Background: Effects of early-life stunting on adiposity development later in childhood are not well understood, specifically with respect to age in the onset of overweight and obesity.
Objectives: We analyzed associations of infant stunting with prevalence of, incidence of, and reversion from high body mass index–for-age z score (BMIZ) later in life. We then estimated whether associations of infant stunting with BMIZ varied by sex, indigenous status, and rural or urban residence.
Methods: Data were collected from 1942 Peruvian children in the Young Lives cohort study at ages 1, 5, 8, and 12 y. Multivariable generalized linear models estimated associations of stunting (height-for-age z score <−2) at age 1 y with risk of BMIZ > 1 and BMIZ > 2 prevalence, incidence (moving above a BMIZ threshold between ages), and reversion (moving below a BMIZ threshold between ages) at later ages.

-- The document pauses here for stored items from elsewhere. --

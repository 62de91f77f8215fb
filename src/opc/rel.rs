use crate::common::xml::escape_xml;
use crate::opc::error::{OpcError, Result};
use crate::opc::packuri::PackURI;
/// Relationship objects for OPC packages.
///
/// Every part (and the package itself) may carry a `.rels` file mapping
/// relationship IDs to targets: other parts, or external URLs. The engine
/// reads these to find the presentation part and its slides, and adds new
/// ones when it registers replacement images and hyperlinks.
use quick_xml::Reader;
use quick_xml::events::Event;
use std::collections::HashMap;

/// A single relationship from a source part to a target.
#[derive(Debug, Clone)]
pub struct Relationship {
    r_id: String,
    reltype: String,
    target_ref: String,
    base_uri: String,
    is_external: bool,
}

impl Relationship {
    pub fn new(
        r_id: String,
        reltype: String,
        target_ref: String,
        base_uri: String,
        is_external: bool,
    ) -> Self {
        Self {
            r_id,
            reltype,
            target_ref,
            base_uri,
            is_external,
        }
    }

    /// The relationship ID, e.g. `rId3`.
    #[inline]
    pub fn r_id(&self) -> &str {
        &self.r_id
    }

    /// The relationship type URI.
    #[inline]
    pub fn reltype(&self) -> &str {
        &self.reltype
    }

    /// The target reference: a relative part reference for internal
    /// relationships, an absolute URL for external ones.
    #[inline]
    pub fn target_ref(&self) -> &str {
        &self.target_ref
    }

    #[inline]
    pub fn is_external(&self) -> bool {
        self.is_external
    }

    /// The absolute target partname for internal relationships.
    pub fn target_partname(&self) -> Result<PackURI> {
        if self.is_external {
            return Err(OpcError::InvalidRelationship(
                "cannot resolve a partname for an external relationship".to_string(),
            ));
        }
        PackURI::from_rel_ref(&self.base_uri, &self.target_ref).map_err(OpcError::InvalidPackUri)
    }
}

/// Collection of relationships from a single source (package or part).
#[derive(Debug)]
pub struct Relationships {
    base_uri: String,
    rels: HashMap<String, Relationship>,
}

impl Relationships {
    /// Create an empty collection with the given base URI for resolving
    /// relative references.
    pub fn new(base_uri: String) -> Self {
        Self {
            base_uri,
            rels: HashMap::new(),
        }
    }

    /// Parse a `.rels` XML blob into a collection.
    pub fn parse(base_uri: String, xml: &[u8]) -> Result<Self> {
        let mut rels = Self::new(base_uri);
        let mut reader = Reader::from_reader(xml);
        reader.config_mut().trim_text(true);

        loop {
            match reader.read_event()? {
                Event::Start(e) | Event::Empty(e)
                    if e.local_name().as_ref() == b"Relationship" =>
                {
                    let mut r_id = String::new();
                    let mut reltype = String::new();
                    let mut target = String::new();
                    let mut external = false;

                    for attr in e.attributes().flatten() {
                        let value = attr.unescape_value().map_err(OpcError::from)?;
                        match attr.key.as_ref() {
                            b"Id" => r_id = value.into_owned(),
                            b"Type" => reltype = value.into_owned(),
                            b"Target" => target = value.into_owned(),
                            b"TargetMode" => external = value.as_ref() == "External",
                            _ => {},
                        }
                    }

                    if !r_id.is_empty() {
                        rels.add(reltype, target, r_id, external);
                    }
                },
                Event::Eof => break,
                _ => {},
            }
        }

        Ok(rels)
    }

    /// Add a relationship to the collection.
    pub fn add(
        &mut self,
        reltype: String,
        target_ref: String,
        r_id: String,
        is_external: bool,
    ) -> &Relationship {
        let rel = Relationship::new(
            r_id.clone(),
            reltype,
            target_ref,
            self.base_uri.clone(),
            is_external,
        );
        self.rels.insert(r_id.clone(), rel);
        // Just inserted above
        self.rels.get(r_id.as_str()).unwrap()
    }

    /// Look up a relationship by its ID.
    #[inline]
    pub fn get(&self, r_id: &str) -> Option<&Relationship> {
        self.rels.get(r_id)
    }

    /// Get or add an internal relationship to a target part.
    ///
    /// Reuses an existing relationship of the same type and target when one
    /// is present, otherwise allocates the next free `rId`.
    pub fn get_or_add(&mut self, reltype: &str, target_ref: &str) -> &Relationship {
        let existing = self
            .rels
            .values()
            .find(|rel| {
                rel.reltype() == reltype && rel.target_ref() == target_ref && !rel.is_external()
            })
            .map(|rel| rel.r_id().to_string());

        match existing {
            Some(r_id) => &self.rels[&r_id],
            None => {
                let r_id = self.next_r_id();
                self.add(reltype.to_string(), target_ref.to_string(), r_id, false)
            },
        }
    }

    /// Get or add an external relationship, returning its `rId`.
    pub fn get_or_add_external(&mut self, reltype: &str, target_url: &str) -> String {
        for rel in self.rels.values() {
            if rel.reltype() == reltype && rel.target_ref() == target_url && rel.is_external() {
                return rel.r_id().to_string();
            }
        }

        let r_id = self.next_r_id();
        self.add(reltype.to_string(), target_url.to_string(), r_id.clone(), true);
        r_id
    }

    /// The first relationship of the given type, if any.
    pub fn first_of_type(&self, reltype: &str) -> Option<&Relationship> {
        self.rels.values().find(|rel| rel.reltype() == reltype)
    }

    /// Next available `rId`, filling gaps left by removed relationships.
    fn next_r_id(&self) -> String {
        let mut used: Vec<u32> = self
            .rels
            .keys()
            .filter_map(|r_id| r_id.strip_prefix("rId").and_then(|n| n.parse().ok()))
            .collect();
        used.sort_unstable();

        let mut next = 1u32;
        for n in used {
            match n.cmp(&next) {
                std::cmp::Ordering::Equal => next += 1,
                std::cmp::Ordering::Greater => break,
                std::cmp::Ordering::Less => {},
            }
        }
        format!("rId{next}")
    }

    #[inline]
    pub fn iter(&self) -> impl Iterator<Item = &Relationship> {
        self.rels.values()
    }

    #[inline]
    pub fn len(&self) -> usize {
        self.rels.len()
    }

    #[inline]
    pub fn is_empty(&self) -> bool {
        self.rels.is_empty()
    }

    /// Serialize to `.rels` XML, sorted by numeric `rId` for stable output.
    pub fn to_xml(&self) -> String {
        let mut xml = String::with_capacity(1024);

        xml.push_str(r#"<?xml version="1.0" encoding="UTF-8" standalone="yes"?>"#);
        xml.push('\n');
        xml.push_str(
            r#"<Relationships xmlns="http://schemas.openxmlformats.org/package/2006/relationships">"#,
        );
        xml.push('\n');

        let mut rels: Vec<&Relationship> = self.rels.values().collect();
        rels.sort_by_key(|rel| {
            rel.r_id()
                .strip_prefix("rId")
                .and_then(|n| n.parse::<u32>().ok())
                .unwrap_or(u32::MAX)
        });

        for rel in rels {
            let target_mode = if rel.is_external() {
                r#" TargetMode="External""#
            } else {
                ""
            };
            xml.push_str(&format!(
                r#"  <Relationship Id="{}" Type="{}" Target="{}"{}/>"#,
                escape_xml(rel.r_id()),
                escape_xml(rel.reltype()),
                escape_xml(rel.target_ref()),
                target_mode
            ));
            xml.push('\n');
        }

        xml.push_str("</Relationships>");
        xml
    }
}
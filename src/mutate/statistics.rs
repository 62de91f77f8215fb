//! Statistics slide mutation.
//!
//! Each statistic goes into a combined `Stat{i}` slot as a label line over
//! a bold value line; templates that split the pair expose separate
//! `Label{i}` / `Value{i}` slots instead, tried as the fallback.

use crate::color::Rgb;
use crate::content::{Stat, StatisticsContent};
use crate::mutate::{
    MutationError, edit_slot_text, fill_slots, load_target, set_slot_text,
};
use crate::pptx::document::Document;
use crate::pptx::slide::Slide;
use crate::resolve::{SlotRule, SlotTarget};

pub(crate) fn apply(
    doc: &mut Document,
    content: &StatisticsContent,
) -> Result<(), MutationError> {
    let mut slide = load_target(doc, content.slide_number)?;

    set_slot_text(
        &mut slide,
        &SlotRule::contains("title", SlotTarget::Text),
        &content.title,
        content.title_color.as_deref(),
    )?;

    if let Some(description) = &content.description {
        set_slot_text(
            &mut slide,
            &SlotRule::contains("description", SlotTarget::Text),
            description,
            content.description_color.as_deref(),
        )?;
    }

    for (index, stat) in content.stats.iter().enumerate() {
        let slot = index + 1;

        let combined = edit_slot_text(
            &mut slide,
            &SlotRule::indexed("Stat", slot, SlotTarget::Text),
            |body| {
                body.set_text(&format!("{}\n{}", stat.label, stat.value));
                if let Some(color) = &stat.color {
                    body.color_all(Rgb::parse(color));
                }
                if let Some(size) = stat.font_size {
                    body.size_all(size);
                }
                // The value line carries the emphasis
                body.bold_paragraph(1, true);
            },
        )?;

        if !combined {
            apply_split_stat(&mut slide, slot, stat)?;
        }
    }

    if let Some(background) = &content.background_color {
        fill_slots(
            &mut slide,
            &SlotRule::keywords(&["background", "bg"], SlotTarget::Any),
            background,
        )?;
    }

    doc.store_slide(slide)?;
    Ok(())
}

/// Write one statistic into separate `Label{i}` / `Value{i}` slots.
fn apply_split_stat(slide: &mut Slide, slot: usize, stat: &Stat) -> Result<(), MutationError> {
    edit_slot_text(
        slide,
        &SlotRule::indexed("Label", slot, SlotTarget::Text),
        |body| {
            body.set_text(&stat.label);
            if let Some(color) = &stat.color {
                body.color_all(Rgb::parse(color));
            }
        },
    )?;

    edit_slot_text(
        slide,
        &SlotRule::indexed("Value", slot, SlotTarget::Text),
        |body| {
            body.set_text(&stat.value);
            if let Some(color) = &stat.color {
                body.color_all(Rgb::parse(color));
            }
            if let Some(size) = stat.font_size {
                body.size_all(size);
            }
            body.bold_all(true);
        },
    )?;

    Ok(())
}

Results: After adjustment for covariates, stunting at age 1 y was associated with a lower prevalence of BMIZ > 1 at age 8 y (RR: 0.81; 95% CI: 0.66, 1.00; P = 0.049) and 12 y (RR: 0.75; 95% CI: 0.61, 0.91; P = 0.004), as well as a lower prevalence of BMIZ > 2 at age 8 y. Stunting was not associated with incident risk of BMIZ > 1 or BMIZ > 2. Stunting was positively associated at age 5 y with risk of reversion from BMIZ > 1 (RR: 1.22; 95% CI: 1.05, 1.42; P = 0.008) and BMIZ > 2. We found evidence that the association of stunting with prevalent and incident BMIZ > 1 was stronger for urban children at ages 5 and 8 y, and for nonindigenous children at age 8 y.
Conclusions: Stunting predicted a lower risk of prevalent BMIZ > 1 and BMIZ > 2, even after controlling for potential confounders. This finding may be driven in part by a higher risk of reversion from BMIZ > 1 by age 5 y. Our results contribute to an understanding of how nutritional stunting in infancy is associated with BMIZ later in life.
Keywords: body mass index, stunting, children, cohort study, Peru.